§ **What is being asked**
Each line in the records below that has the word "MouseEvent" should be copied.

§ **Supplied information**
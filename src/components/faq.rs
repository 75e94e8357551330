use yew::prelude::*;
use web_sys::MouseEvent;

#[derive(Properties, PartialEq)]
struct FaqItemProps {
    question: AttrValue,
    open: bool,
    on_toggle: Callback<()>,
    children: Children,
}

#[function_component(FaqItem)]
fn faq_item(props: &FaqItemProps) -> Html {
    let toggle = {
        let on_toggle = props.on_toggle.clone();
        Callback::from(move |e: MouseEvent| {
            e.prevent_default();
            on_toggle.emit(());
        })
    };

    html! {
        <div class={classes!("faq__item", props.open.then(|| "open"))}>
            <button class="faq__question" aria-expanded={if props.open { "true" } else { "false" }} onclick={toggle}>
                <span class="question-text">{ props.question.clone() }</span>
                <span class="toggle-icon">{ if props.open { "−" } else { "+" } }</span>
            </button>
            <div class="faq__answer" hidden={!props.open}>
                { for props.children.iter() }
            </div>
        </div>
    }
}

const ENTRIES: &[(&str, &str)] = &[
    (
        "대행과 솔루션은 어떻게 다른가요?",
        "대행은 저희 팀이 매체 운영과 리포팅을 맡아 최적화하는 방식이고, 솔루션은 내부 팀이 직접 쓰는 자동화 도구입니다.",
    ),
    (
        "계약 CPA는 어떻게 계산하나요?",
        "한 달 광고비를 같은 달 실제 계약 수로 나눈 값입니다. 계산기는 원 단위로 반올림해서 보여드려요.",
    ),
    (
        "무료 진단에는 무엇이 포함되나요?",
        "현재 매체 구성과 전환 경로를 살펴보고 개선 우선순위 3가지를 정리해 드립니다.",
    ),
    (
        "최소 광고비 조건이 있나요?",
        "월 광고비 규모와 관계없이 신청하실 수 있어요. 규모에 맞춰 대행 또는 솔루션을 안내해 드립니다.",
    ),
];

/// Only one answer is open at a time; opening another closes the previous.
#[function_component(Faq)]
pub fn faq() -> Html {
    let open = use_state(|| None::<usize>);

    html! {
        <section id="faq" class="section faq">
            <h2 class="section__title">{"자주 묻는 질문"}</h2>
            {
                for ENTRIES.iter().enumerate().map(|(idx, (question, answer))| {
                    let is_open = *open == Some(idx);
                    let on_toggle = {
                        let open = open.clone();
                        Callback::from(move |_: ()| open.set(if is_open { None } else { Some(idx) }))
                    };
                    html! {
                        <FaqItem question={*question} open={is_open} {on_toggle}>
                            <p>{ *answer }</p>
                        </FaqItem>
                    }
                })
            }
        </section>
    }
}
use chrono::Datelike;
use yew::prelude::*;

use crate::components::calculator::Calculator;
use crate::components::case_form::CaseForm;
use crate::components::faq::Faq;
use crate::components::lead_form::LeadForm;
use crate::components::tabs::{DashboardTabs, PipelineTabs};
use crate::recommend::Track;
use crate::scroll::ScrollTarget;

#[derive(Properties, PartialEq)]
pub struct LandingProps {
    pub lead_type: Track,
    pub on_select_type: Callback<Track>,
    pub on_lead_submitted: Callback<()>,
    pub on_toast: Callback<String>,
    pub on_navigate: Callback<ScrollTarget>,
}

fn cta(on_navigate: &Callback<ScrollTarget>, target: ScrollTarget) -> Callback<MouseEvent> {
    let on_navigate = on_navigate.clone();
    Callback::from(move |e: MouseEvent| {
        e.prevent_default();
        on_navigate.emit(target);
    })
}

#[function_component(Landing)]
pub fn landing(props: &LandingProps) -> Html {
    // Scroll to top only on initial mount
    {
        use_effect_with_deps(
            move |_| {
                if let Some(window) = web_sys::window() {
                    window.scroll_to_with_x_and_y(0.0, 0.0);
                }
                || ()
            },
            (),
        );
    }

    let year = chrono::Local::now().year();

    html! {
        <main class="landing-page">
            <header class="hero">
                <div class="hero__content">
                    <h1>{"광고비는 그대로, 계약 CPA는 낮게"}</h1>
                    <p class="hero__subtitle">
                        {"매체 운영부터 계약 추적까지, 지금 구조에 맞는 방법을 추천해 드려요."}
                    </p>
                    <div class="hero__cta-group">
                        <a href="#form" class="btn btn--primary"
                            onclick={cta(&props.on_navigate, ScrollTarget::LeadForm(Track::Agency))}>
                            {"대행 상담 신청"}
                        </a>
                        <a href="#form" class="btn btn--ghost"
                            onclick={cta(&props.on_navigate, ScrollTarget::LeadForm(Track::Solution))}>
                            {"솔루션 데모 보기"}
                        </a>
                    </div>
                </div>
            </header>

            <section id="how" class="section how">
                <h2 class="section__title">{"계약까지 이어지는 파이프라인"}</h2>
                <PipelineTabs />
            </section>

            <section class="section product">
                <h2 class="section__title">{"대시보드 미리보기"}</h2>
                <DashboardTabs />
            </section>

            <section id="calc" class="section calc-section">
                <h2 class="section__title">{"우리 회사 계약 CPA 계산하기"}</h2>
                <Calculator on_toast={props.on_toast.clone()} on_navigate={props.on_navigate.clone()} />
            </section>

            <LeadForm
                lead_type={props.lead_type}
                on_select_type={props.on_select_type.clone()}
                on_submitted={props.on_lead_submitted.clone()}
                on_toast={props.on_toast.clone()}
            />

            <CaseForm on_toast={props.on_toast.clone()} />

            <Faq />

            <div class="sticky-cta">
                <span>{"월 광고비 대비 계약이 아쉽다면"}</span>
                <a href="#form" class="btn btn--primary"
                    onclick={cta(&props.on_navigate, ScrollTarget::LeadForm(props.lead_type))}>
                    { props.lead_type.cta_label() }
                </a>
                <a href="#case" class="btn btn--ghost"
                    onclick={cta(&props.on_navigate, ScrollTarget::CaseForm)}>
                    {"사례 받기"}
                </a>
            </div>

            <footer class="footer">
                <p>{"© "}<span id="year">{ year }</span>{" CPA Lab. All rights reserved."}</p>
            </footer>
        </main>
    }
}
use std::fmt;
use std::str::FromStr;

use serde::{Deserialize, Serialize};
use thiserror::Error;

use crate::config;
use crate::format::{group_digits, DEFAULT_SEPARATOR};

/// Consultation path offered to a visitor.
#[derive(Debug, Clone, Copy, PartialEq, Eq, Hash, Default, Serialize, Deserialize)]
#[serde(rename_all = "lowercase")]
pub enum Track {
    /// Managed-service optimization.
    #[default]
    Agency,
    /// Self-serve platform demo.
    Solution,
}

impl Track {
    pub fn as_str(self) -> &'static str {
        match self {
            Track::Agency => "agency",
            Track::Solution => "solution",
        }
    }

    pub fn cta_label(self) -> &'static str {
        match self {
            Track::Agency => "대행 상담하러가기",
            Track::Solution => "솔루션 상담하러가기",
        }
    }

    pub fn selected_toast(self) -> &'static str {
        match self {
            Track::Agency => "대행 상담으로 설정했어요.",
            Track::Solution => "솔루션 데모로 설정했어요.",
        }
    }
}

impl fmt::Display for Track {
    fn fmt(&self, f: &mut fmt::Formatter<'_>) -> fmt::Result {
        f.write_str(self.as_str())
    }
}

#[derive(Debug, Error, PartialEq, Eq)]
#[error("unknown track: {0}")]
pub struct UnknownTrack(pub String);

impl FromStr for Track {
    type Err = UnknownTrack;

    fn from_str(s: &str) -> Result<Self, Self::Err> {
        match s {
            "agency" => Ok(Track::Agency),
            "solution" => Ok(Track::Solution),
            other => Err(UnknownTrack(other.to_string())),
        }
    }
}

/// Visitor's own answer to "is your operation complex?".
#[derive(Debug, Clone, Copy, PartialEq, Eq)]
pub enum Complexity {
    Yes,
    No,
}

/// How a declared complexity feeds into the track decision.
#[derive(Debug, Clone, Copy, PartialEq, Eq, Default)]
pub enum ComplexityPolicy {
    /// `Complexity::Yes` always lands on the solution track.
    #[default]
    Override,
    /// Only the CPA decides.
    Ignore,
}

/// Input errors. The display text is what the visitor sees in the toast.
#[derive(Debug, Error, Clone, Copy, PartialEq, Eq)]
pub enum ValidationError {
    #[error("값을 입력해주세요.")]
    MissingInput,
    #[error("개인정보 처리 동의가 필요해요.")]
    ConsentRequired,
}

#[derive(Debug, Clone, PartialEq, Eq)]
pub struct Recommendation {
    pub cpa: u64,
    pub track: Track,
    pub message: String,
}

#[derive(Debug, Clone, Copy, PartialEq, Eq)]
pub struct RecommendationEngine {
    threshold: u64,
    policy: ComplexityPolicy,
}

impl Default for RecommendationEngine {
    fn default() -> Self {
        Self::new(config::CPA_RECOMMEND_THRESHOLD, config::recommendation_policy())
    }
}

impl RecommendationEngine {
    pub fn new(threshold: u64, policy: ComplexityPolicy) -> Self {
        Self { threshold, policy }
    }

    pub fn threshold(&self) -> u64 {
        self.threshold
    }

    /// Zero stands for an empty field, so either amount being zero is
    /// reported as missing input.
    pub fn recommend(
        &self,
        ad_cost: u64,
        contracts: u64,
        complexity: Option<Complexity>,
    ) -> Result<Recommendation, ValidationError> {
        if ad_cost == 0 || contracts == 0 {
            return Err(ValidationError::MissingInput);
        }

        let cpa = rounded_div(ad_cost, contracts);
        let over_threshold = cpa >= self.threshold;
        let forced = self.policy == ComplexityPolicy::Override && complexity == Some(Complexity::Yes);

        let track = if over_threshold || forced {
            Track::Solution
        } else {
            Track::Agency
        };

        let advice = if forced && !over_threshold {
            "운영 구조가 복잡하다고 하셨어요. 솔루션 데모로 자동화 가능한 구간을 먼저 확인해보세요."
        } else if track == Track::Solution {
            "현재 값이 높아 보입니다. 솔루션 데모로 구조 개선 포인트를 빠르게 확인해보세요."
        } else {
            "현재 값 기준으로 대행 최적화 여지가 있습니다. 무료 진단으로 개선 우선순위를 받아보세요."
        };

        let message = format!(
            "계약 CPA는 ₩ {} 입니다. {}",
            group_digits(cpa, DEFAULT_SEPARATOR),
            advice
        );

        Ok(Recommendation { cpa, track, message })
    }
}

// round half away from zero; both operands are positive
fn rounded_div(numerator: u64, denominator: u64) -> u64 {
    let n = numerator as u128;
    let d = denominator as u128;
    ((n + d / 2) / d) as u64
}

#[cfg(test)]
mod tests {
    use super::*;

    fn engine() -> RecommendationEngine {
        RecommendationEngine::new(300_000, ComplexityPolicy::Override)
    }

    #[test]
    fn cpa_rounds_half_up() {
        assert_eq!(rounded_div(5, 2), 3);
        assert_eq!(rounded_div(3, 2), 2);
        assert_eq!(rounded_div(7, 3), 2);
        assert_eq!(rounded_div(8, 3), 3);
        assert_eq!(rounded_div(u64::MAX, 1), u64::MAX);
    }

    #[test]
    fn threshold_is_inclusive() {
        for contracts in [1, 3, 10, 250] {
            let at = engine().recommend(300_000 * contracts, contracts, None).unwrap();
            assert_eq!(at.track, Track::Solution, "contracts={contracts}");

            let below = engine()
                .recommend(300_000 * contracts - 1, contracts, Some(Complexity::No))
                .unwrap();
            assert_eq!(below.track, Track::Agency, "contracts={contracts}");
        }
    }

    #[test]
    fn reference_example() {
        let rec = engine().recommend(3_000_000, 10, None).unwrap();
        assert_eq!(rec.cpa, 300_000);
        assert_eq!(rec.track, Track::Solution);
        assert!(rec.message.starts_with("계약 CPA는 ₩ 300,000 입니다."));
    }

    #[test]
    fn agency_message_for_low_cpa() {
        let rec = engine().recommend(1_500_000, 10, None).unwrap();
        assert_eq!(rec.cpa, 150_000);
        assert_eq!(rec.track, Track::Agency);
        assert!(rec.message.contains("대행 최적화"));
    }

    #[test]
    fn complexity_forces_solution() {
        let rec = engine().recommend(1, 1_000_000, Some(Complexity::Yes)).unwrap();
        assert_eq!(rec.cpa, 0);
        assert_eq!(rec.track, Track::Solution);
        assert!(rec.message.contains("복잡"));
    }

    #[test]
    fn ignore_policy_drops_complexity() {
        let engine = RecommendationEngine::new(300_000, ComplexityPolicy::Ignore);
        let rec = engine.recommend(1, 1_000_000, Some(Complexity::Yes)).unwrap();
        assert_eq!(rec.track, Track::Agency);
    }

    #[test]
    fn zero_amounts_are_missing_input() {
        assert_eq!(engine().recommend(0, 5, None), Err(ValidationError::MissingInput));
        assert_eq!(engine().recommend(100, 0, None), Err(ValidationError::MissingInput));
        assert_eq!(
            engine().recommend(0, 0, Some(Complexity::Yes)),
            Err(ValidationError::MissingInput)
        );
    }

    #[test]
    fn track_round_trips_through_text() {
        assert_eq!("agency".parse::<Track>(), Ok(Track::Agency));
        assert_eq!("solution".parse::<Track>(), Ok(Track::Solution));
        assert!("Agency".parse::<Track>().is_err());
        assert_eq!(serde_json::to_string(&Track::Solution).unwrap(), "\"solution\"");
    }

    #[test]
    fn default_engine_follows_config() {
        let engine = RecommendationEngine::default();
        assert_eq!(engine.threshold(), config::CPA_RECOMMEND_THRESHOLD);

        let rec = engine.recommend(1, 1_000_000, Some(Complexity::Yes)).unwrap();
        let expected = match config::recommendation_policy() {
            ComplexityPolicy::Override => Track::Solution,
            ComplexityPolicy::Ignore => Track::Agency,
        };
        assert_eq!(rec.track, expected);
    }
}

§ **Response**
use web_sys::MouseEvent;
        Callback::from(move |e: MouseEvent| {
fn cta(on_navigate: &Callback<ScrollTarget>, target: ScrollTarget) -> Callback<MouseEvent> {
    Callback::from(move |e: MouseEvent| {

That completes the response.